My First Mother’s Day Post:

Over the years I’ve thanked my mother again and again for all the support she’s given me in life, for all the chorus and band recitals she sat through, for the birthdays and holidays she made special, for pushing me to be my best, for allowing me to do more and be more and experience more than she was allowed to do and be and experience as a kid.

But until this past year, I never knew enough to thank her for the less noticeable “mom” stuff, the stuff I don’t remember or couldn’t understand until I experienced it firsthand.

So thank you, Mom, for enduring the anxiety and discomfort of pregnancy, and the pain and uncertainty and exhilaration and terror of labor, to bring me into the world. Thank you for all the nights you got up from your bed to come to mine and soothe me back to sleep. Thank you for the million tiny prayers you sent up on my behalf, every day, even now, whenever you read or saw something about a child being sick or lost or hurt or, God forbid, killed. Thank you for all the times you surrendered yourself into fits of silliness, making funny faces and blowing raspberries on my tummy and dancing around the living room to make me giggle.

Thank you for wondering “Is this right? Am I doing okay?” about a thousand times in quiet moments right before you fell asleep at night. Thank you for overcoming your frustrations when I was clingy or whiny or overtired or sick to keep caring for me with tenderness even when you felt like your mother’s deep well of tenderness had surely run dry. Thanks for putting up with every diaper change I squirmed through, every bit of food I threw at you, and every time I spit up on a clean shirt you’d just put on.

Thank you for giving up your free time, surrendering your privacy, and setting aside some of the dreams you had as a woman to make room for all the new dreams you carried as a mother. Thank you for all the warm baths and bottles, all the practicing you did with me to say “Dada” and “Momma” and “milk.” Thank you for holding onto my chubby fingers and helping me take my first steps. Thank you for all the hugs and kisses and smiles you showered me with in that first year, and know that those tiny acts of love created the foundation of independence and happiness on which I built my life.

Mom, I always appreciated you as a mother but I couldn’t fully understand who you are — who you’ve been — to me until now. Now I get it. Now I realize that all those years when you hinted and asked and practically begged me to tell you whether I was ever going to “start a family,” it wasn’t because you merely wanted to be a grandma. It was because you desperately, secretly wished for me to experience the same blessings of being a mom that you’ve experienced.

I’ve learned this past year that parenthood sucks up your time and money and patience, but in their place it leaves this warmth and richness that is quite indescribable until you feel it yourself, from the bottom of your heart to the top of your soul. I hope when I was a baby, and a child, and perhaps even now, I added some of that warmth and richness to your heart, Mom. It’s the least I could do, for all you gave to me.

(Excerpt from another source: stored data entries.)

//! Empirical face frequencies from observed rolls.

use crate::error::{DiceError, Result};
use crate::faces::{check_face, NUM_FACES};

/// Converts a count vector into empirical probabilities `count[i] / total`.
///
/// With no observations (`total == 0`) every probability is zero.
///
/// # Errors
///
/// Returns [`DiceError::InvalidInput`] if `counts` does not have six entries.
///
/// # Example
///
/// ```
/// use dicebayes::frequency::compute_probabilities;
///
/// let probs = compute_probabilities(&[1, 2, 3, 4, 5, 5]).expect("six counts");
/// assert!((probs[0] - 0.05).abs() < 1e-12);
/// assert_eq!(compute_probabilities(&[0; 6]).expect("six counts"), vec![0.0; 6]);
/// ```
#[allow(clippy::cast_precision_loss)]
pub fn compute_probabilities(counts: &[u64]) -> Result<Vec<f64>> {
    if counts.len() != NUM_FACES {
        return Err(DiceError::length_mismatch("counts", counts.len()));
    }

    let total: f64 = counts.iter().map(|&c| c as f64).sum();
    if total == 0.0 {
        return Ok(vec![0.0; NUM_FACES]);
    }

    Ok(counts.iter().map(|&c| c as f64 / total).collect())
}

/// Tallies a roll history into per-face counts.
///
/// # Errors
///
/// Returns [`DiceError::InvalidInput`] if any roll is outside `1..=6`.
pub fn tally(rolls: &[u8]) -> Result<[u64; NUM_FACES]> {
    let mut counts = [0u64; NUM_FACES];
    for &face in rolls {
        check_face(face)?;
        counts[usize::from(face) - 1] += 1;
    }
    Ok(counts)
}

My Second Mother’s Day Post: On Surviving Two Children

Thank you, Mom, for my siblings. Thank you for finding within yourself the ability to love all of us equally yet differently. And thank you for instilling in us respect for and allegiance to one another.

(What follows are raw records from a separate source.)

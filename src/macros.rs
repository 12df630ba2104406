//! Declaration macros for event unions and variadic filter stages.

/// Declare an event union together with its tag enum.
///
/// Each variant wraps a payload struct of the same name. The macro generates:
/// - the union enum (outer and per-variant attributes are passed through),
/// - a `Copy` tag enum with `ALL`, `as_str`, `Display`, `FromStr`, and serde
///   support using the string literal given for each variant,
/// - `Tagged` for the union and for every payload struct,
/// - `Variant` and `From<Payload> for Union` for every payload struct.
///
/// ```
/// use tagstream::{tagged_union, Tagged, Variant};
///
/// #[derive(Clone, Debug, PartialEq)]
/// pub struct Add {
///     pub amount: i64,
/// }
///
/// #[derive(Clone, Debug, PartialEq)]
/// pub struct Subtract {
///     pub amount: i64,
/// }
///
/// tagged_union! {
///     #[derive(Clone, Debug, PartialEq)]
///     pub enum Action: ActionType {
///         Add = "add",
///         Subtract = "subtract",
///     }
/// }
///
/// let action = Action::from(Add { amount: 1 });
/// assert_eq!(action.tag(), ActionType::Add);
/// assert_eq!(ActionType::Subtract.as_str(), "subtract");
/// assert_eq!(Add::narrow(action), Ok(Add { amount: 1 }));
/// ```
#[macro_export]
macro_rules! tagged_union {
    (
        $(#[$meta:meta])*
        $vis:vis enum $union:ident : $tag:ident {
            $(
                $(#[$vmeta:meta])*
                $variant:ident = $name:literal
            ),+ $(,)?
        }
    ) => {
        $(#[$meta])*
        $vis enum $union {
            $(
                $(#[$vmeta])*
                $variant($variant),
            )+
        }

        #[doc = concat!("Discriminant of [`", stringify!($union), "`].")]
        #[derive(Clone, Copy, Debug, PartialEq, Eq, Hash, PartialOrd, Ord)]
        $vis enum $tag {
            $( $variant, )+
        }

        impl $tag {
            /// Every discriminant, in declaration order.
            pub const ALL: &'static [$tag] = &[$( $tag::$variant, )+];

            /// The wire name of this discriminant.
            pub const fn as_str(self) -> &'static str {
                match self {
                    $( $tag::$variant => $name, )+
                }
            }
        }

        impl ::core::fmt::Display for $tag {
            fn fmt(&self, f: &mut ::core::fmt::Formatter<'_>) -> ::core::fmt::Result {
                f.write_str(self.as_str())
            }
        }

        impl ::core::str::FromStr for $tag {
            type Err = $crate::StreamError;

            fn from_str(s: &str) -> ::core::result::Result<Self, Self::Err> {
                match s {
                    $( $name => Ok($tag::$variant), )+
                    other => Err($crate::StreamError::UnknownTag(other.to_string())),
                }
            }
        }

        impl $crate::__private::serde::Serialize for $tag {
            fn serialize<S>(&self, serializer: S) -> ::core::result::Result<S::Ok, S::Error>
            where
                S: $crate::__private::serde::Serializer,
            {
                serializer.serialize_str(self.as_str())
            }
        }

        impl<'de> $crate::__private::serde::Deserialize<'de> for $tag {
            fn deserialize<D>(deserializer: D) -> ::core::result::Result<Self, D::Error>
            where
                D: $crate::__private::serde::Deserializer<'de>,
            {
                let name = <::std::string::String as $crate::__private::serde::Deserialize>::deserialize(
                    deserializer,
                )?;
                name.parse()
                    .map_err(<D::Error as $crate::__private::serde::de::Error>::custom)
            }
        }

        impl $crate::Tagged for $union {
            type Tag = $tag;

            fn tag(&self) -> $tag {
                match self {
                    $( $union::$variant(_) => $tag::$variant, )+
                }
            }
        }

        $(
            impl $crate::Tagged for $variant {
                type Tag = $tag;

                fn tag(&self) -> $tag {
                    $tag::$variant
                }
            }

            impl $crate::Variant for $variant {
                type Union = $union;

                const TAG: $tag = $tag::$variant;

                #[allow(unreachable_patterns)]
                fn narrow(event: $union) -> ::core::result::Result<Self, $union> {
                    match event {
                        $union::$variant(inner) => Ok(inner),
                        other => Err(other),
                    }
                }
            }

            impl ::core::convert::From<$variant> for $union {
                fn from(inner: $variant) -> Self {
                    $union::$variant(inner)
                }
            }
        )+
    };
}

/// Build a narrowing [`OfType`](crate::filter::OfType) stage from 1 to 4
/// variant types.
///
/// `of_type!(Add, Subtract)` is `of_type::<(Add, Subtract)>()`. Five or more
/// variants do not compile; use [`of_tags`](crate::filter::of_tags) instead.
#[macro_export]
macro_rules! of_type {
    ($($variant:ty),+ $(,)?) => {
        $crate::filter::of_type::<($($variant,)+)>()
    };
}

Thank you for working so hard to put food on the table for every meal, every day, even when it was met with complaints or downright refusal to eat it. And thank you for all those times you found yourself on your hands and knees picking up the food that was so carelessly dropped, spilled or thrown.

Thank you for enduring the exhaustion that comes with caring for more than one child in diapers. Thank you for all the juggling and cross-checking that took place just to get us out the door, or into bed. Thank you for dealing with all the extra splashing and water and chaos that comes with bathing two children at the same time.

Thanks for folding laundry at midnight because that was the only free time you had to do it. And thanks for giving up whatever it was you would have liked to do with that precious free time in favor of making sure your kids had clean clothes to wear the next day.

Thank you for bearing the days when the whining and fussing of multiple children seemed enough to send you running for the hills. Thank you for the sacrifices you made to be home with us as much as you could be, even in those tiny secret moments when you wished to be somewhere — anywhere — else.

Thank you for forcing us to share, but for never making us feel like there wasn’t enough of you to go around.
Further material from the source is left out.